Saturday, June 2, 2012

Carlette Poussant: Island Girl

From the book cover:
Carlette Poussant is a sweeping story that spans the lifetime of a young girl from Jamaica.
Carlette learned early on that life is not always easy, and everything has a price, but she's taken these hard lessons and gained strength from them. Now, she's returned to Cora's home, a refuge for single pregnant women in New York, where she gave birth to her own son after a failed teenage marriage. She is determined to help the young women there who have fallen prey to the scams of David Portugal.
Carlette met David when she was a struggling single mother with dreams of a career on the stage. An unscrupulous con artist posing as a producer, David cast her in a play, only to trick her into his bed. It didn't take long for Carlette to discover David's dark side, but the damage had already been done. Now he's moved on in search of more naive victims in Cora's home.
Will Carlette's efforts put an end to his deceptions?

My Review
I came across this book at my local library. I decided to give it a try because it's labeled as a romance and the heroine is a Jamaican girl - you don't see that often. This book was one of the worse books I've read since I started this blog.

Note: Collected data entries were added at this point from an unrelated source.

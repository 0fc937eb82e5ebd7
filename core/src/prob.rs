//! Count, probability, and log-probability tables.
//!
//! Training moves a table through three phases: raw counts, normalized
//! probabilities, then base-10 log probabilities. Each phase is its own
//! type and each conversion consumes its input, so a half-normalized
//! table cannot be scored and a log table cannot be counted into.
//!
//! All scoring in this crate happens in the log10 domain. A probability
//! that comes out non-positive is clamped to [`LOG10_ZERO`] with a
//! warning rather than propagating `-inf` through a sum.

use std::hash::Hash;

use ahash::AHashMap;
use serde::{Deserialize, Serialize};
use tracing::warn;

/// Stand-in for log10(0). Matches the conventional floor used by n-gram
/// toolkits, small enough to crush a sum and still finite.
pub const LOG10_ZERO: f64 = -99.0;

/// Cost of a probability, `-log10(p)`.
pub fn prob_to_cost(p: f64) -> f64 {
    -p.log10()
}

/// Cost of a relative frequency, `-log10(count / norm)`.
pub fn counts_to_cost(count: f64, norm: f64) -> f64 {
    prob_to_cost(count / norm)
}

/// log10 of `p`, clamped with a warning when `p` is not positive.
pub fn log10_or_zero(p: f64) -> f64 {
    if p > 0.0 {
        p.log10()
    } else {
        warn!(p, "non-positive probability clamped to log10 floor");
        LOG10_ZERO
    }
}

/// Interpolates two log10 probabilities in the linear domain:
/// `log10(alpha * 10^a + (1 - alpha) * 10^b)`.
pub fn log10_interp(a: f64, b: f64, alpha: f64) -> f64 {
    let v = alpha * 10f64.powf(a) + (1.0 - alpha) * 10f64.powf(b);
    if v > 0.0 {
        v.log10()
    } else {
        LOG10_ZERO
    }
}

/// Converts a log10 probability to log2, for bits-per-event reporting.
pub fn log10_to_bits(lp: f64) -> f64 {
    lp / std::f64::consts::LOG10_2
}

/// Raw event counts keyed by `K`.
#[derive(Debug, Clone, Serialize, Deserialize)]
pub struct Counts<K: Eq + Hash> {
    map: AHashMap<K, f64>,
}

impl<K: Eq + Hash> Default for Counts<K> {
    fn default() -> Self {
        Self {
            map: AHashMap::new(),
        }
    }
}

impl<K: Eq + Hash> Counts<K> {
    pub fn new() -> Self {
        Self::default()
    }

    pub fn add(&mut self, key: K, n: f64) {
        *self.map.entry(key).or_insert(0.0) += n;
    }

    pub fn get(&self, key: &K) -> f64 {
        self.map.get(key).copied().unwrap_or(0.0)
    }

    pub fn len(&self) -> usize {
        self.map.len()
    }

    pub fn is_empty(&self) -> bool {
        self.map.is_empty()
    }

    pub fn total(&self) -> f64 {
        self.map.values().sum()
    }

    /// Number of keys observed exactly once.
    pub fn singletons(&self) -> usize {
        self.map.values().filter(|&&c| c == 1.0).count()
    }

    pub fn iter(&self) -> impl Iterator<Item = (&K, f64)> {
        self.map.iter().map(|(k, &v)| (k, v))
    }

    /// Adds every count from `other` into this table.
    pub fn merge(&mut self, other: Counts<K>) {
        for (k, v) in other.map {
            *self.map.entry(k).or_insert(0.0) += v;
        }
    }

    /// Divides each count by a per-key denominator.
    ///
    /// A non-positive denominator yields probability zero for that key;
    /// the clamp warning fires later at the log conversion.
    pub fn normalize_by<F: Fn(&K) -> f64>(self, denom: F) -> Probs<K> {
        let map = self
            .map
            .into_iter()
            .map(|(k, c)| {
                let d = denom(&k);
                let p = if d > 0.0 { c / d } else { 0.0 };
                (k, p)
            })
            .collect();
        Probs { map }
    }

    /// Divides each count by the table total.
    pub fn normalize(self) -> Probs<K> {
        let total = self.total();
        self.normalize_by(|_| total)
    }
}

/// Normalized probabilities keyed by `K`.
#[derive(Debug, Clone, Serialize, Deserialize)]
pub struct Probs<K: Eq + Hash> {
    map: AHashMap<K, f64>,
}

/// Collects values that are already normalized (or are linear weights).
impl<K: Eq + Hash> FromIterator<(K, f64)> for Probs<K> {
    fn from_iter<I: IntoIterator<Item = (K, f64)>>(iter: I) -> Self {
        Self {
            map: iter.into_iter().collect(),
        }
    }
}

impl<K: Eq + Hash> Probs<K> {
    pub fn get(&self, key: &K) -> Option<f64> {
        self.map.get(key).copied()
    }

    pub fn insert(&mut self, key: K, p: f64) {
        self.map.insert(key, p);
    }

    pub fn len(&self) -> usize {
        self.map.len()
    }

    pub fn is_empty(&self) -> bool {
        self.map.is_empty()
    }

    pub fn iter(&self) -> impl Iterator<Item = (&K, f64)> {
        self.map.iter().map(|(k, &v)| (k, v))
    }

    /// Rewrites each probability in place.
    pub fn update<F: FnMut(&K, f64) -> f64>(&mut self, mut f: F) {
        for (k, v) in self.map.iter_mut() {
            *v = f(k, *v);
        }
    }
}

impl<K: Eq + Hash + std::fmt::Debug> Probs<K> {
    /// Converts to the log10 domain, clamping non-positive entries.
    pub fn into_log10(self) -> LogProbs<K> {
        let map = self
            .map
            .into_iter()
            .map(|(k, p)| {
                let lp = if p > 0.0 {
                    p.log10()
                } else {
                    warn!(key = ?k, p, "zero probability clamped to log10 floor");
                    LOG10_ZERO
                };
                (k, lp)
            })
            .collect();
        LogProbs { map }
    }
}

/// Base-10 log probabilities keyed by `K`.
#[derive(Debug, Clone, Serialize, Deserialize)]
pub struct LogProbs<K: Eq + Hash> {
    map: AHashMap<K, f64>,
}

impl<K: Eq + Hash> LogProbs<K> {
    pub fn get(&self, key: &K) -> Option<f64> {
        self.map.get(key).copied()
    }

    pub fn len(&self) -> usize {
        self.map.len()
    }

    pub fn is_empty(&self) -> bool {
        self.map.is_empty()
    }

    pub fn iter(&self) -> impl Iterator<Item = (&K, f64)> {
        self.map.iter().map(|(k, &v)| (k, v))
    }

    /// Back to the linear domain.
    pub fn into_linear(self) -> Probs<K> {
        let map = self
            .map
            .into_iter()
            .map(|(k, lp)| (k, 10f64.powf(lp)))
            .collect();
        Probs { map }
    }
}

#[cfg(test)]
mod tests {
    use super::*;

    #[test]
    fn counts_accumulate_and_total() {
        let mut c = Counts::new();
        c.add("a", 1.0);
        c.add("b", 2.0);
        c.add("a", 1.0);
        assert_eq!(c.get(&"a"), 2.0);
        assert_eq!(c.total(), 4.0);
        assert_eq!(c.singletons(), 0);
        c.add("z", 1.0);
        assert_eq!(c.singletons(), 1);
    }

    #[test]
    fn merge_sums_elementwise() {
        let mut a = Counts::new();
        a.add("x", 3.0);
        a.add("y", 1.0);
        let mut b = Counts::new();
        b.add("x", 2.0);
        b.add("z", 5.0);
        a.merge(b);
        assert_eq!(a.get(&"x"), 5.0);
        assert_eq!(a.get(&"y"), 1.0);
        assert_eq!(a.get(&"z"), 5.0);
    }

    #[test]
    fn normalize_then_log_then_back() {
        let mut c = Counts::new();
        c.add("a", 3.0);
        c.add("b", 1.0);
        let p = c.normalize();
        assert!((p.get(&"a").unwrap() - 0.75).abs() < 1e-12);
        let lp = p.clone().into_log10();
        assert!((lp.get(&"a").unwrap() - 0.75f64.log10()).abs() < 1e-12);
        let back = lp.into_linear();
        for (k, v) in p.iter() {
            assert!((back.get(k).unwrap() - v).abs() < 1e-12);
        }
    }

    #[test]
    fn zero_probability_clamps_to_floor() {
        let mut c = Counts::new();
        c.add("a", 1.0);
        let p = c.normalize_by(|_| 0.0);
        let lp = p.into_log10();
        assert_eq!(lp.get(&"a"), Some(LOG10_ZERO));
    }

    #[test]
    fn interp_matches_linear_blend() {
        let a = 0.5f64.log10();
        let b = 0.25f64.log10();
        let got = log10_interp(a, b, 0.8);
        let want = (0.8_f64 * 0.5 + 0.2 * 0.25).log10();
        assert!((got - want).abs() < 1e-12);
    }

    #[test]
    fn interp_of_two_floors_stays_floored() {
        let got = log10_interp(LOG10_ZERO, LOG10_ZERO, 0.999);
        assert!(got <= LOG10_ZERO + 1e-9);
    }

    #[test]
    fn cost_helpers() {
        assert!((counts_to_cost(6.0, 10.0) - 0.2218487496).abs() < 1e-9);
        assert!((prob_to_cost(0.1) - 1.0).abs() < 1e-12);
        assert!((log10_to_bits(-0.30102999566398) - -1.0).abs() < 1e-9);
    }
}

So many discrepancies between the actual story and the synopsis on the book cover...
  • Carlette Poussant is by no means a 'sweeping story'. So many details are brushed over and painted with such little detail, it felt more like someone was telling me a story that they heard from someone else, who heard it from someone else, and so a lot of important details got left out.
  • Carlette doesn't learn any lessons early or later on in life. She ends the story the same naive girl she was when the story began, despite being almost 30 years older. When she returns to Cora's home she is seeking refuge herself, she doesn't save anyone from David Portugal and is not in the least bit worried about saving anyone from him. She's simply trying to escape the memories of the abuse she suffered at his hand.
  • When Carlette met David she was a single mother but she wasn't struggling. She had pawned Ricky Jr. off on Cora in order to try and achieve her life goal of becoming an actress (in the hundred so pages leading up her decision to leave Ricky Jr. with Cora to pursue acting it was never mentioned that she had such a dream). David doesn't go to Cora's home seeking his victims. Through some weird and very unrealistic coincident all of his victims end up at Cora's home after being abused by him.
  • Carlette doesn't put any effort into stopping David's deceptions. It's all Cora and Ginger. Once they get the ball rolling then she hops on board to testify at David's court case - just like all of David's other victims.
Leola Charles should have just called this novel Carlette Poussant (stop, period - that's it) because there is very little island flavour in this novel. The time spent in Jamaica is so beige the reader really doesn't get a feel for island living. This novel could have been set just about anywhere. And when Ms. Charles does try to inflect some island dialect into the speech she fails miserably. It was so appalling I did a Google search on Ms. Charles to find out her background. From what I could tell she's from Rochester, New York and most likely has not spent any significant amount of time in Jamaica or around Jamaicans. Whatever happened to writing about what you know or at the very least doing research?

The plot is all over the place. It's suppose to be Carlette's story but then at times it gets taken over by minor characters. There's zero romance in this novel. The relationships between Carlette and Ricky Sr. and Ricky Jr. and Theresa are far from what I would consider romance. The characters aren't developed in enough detail for the reader to really understand them and identify their actions as romantic. In developing her plot, Ms. Charles did a lot of telling and not enough showing.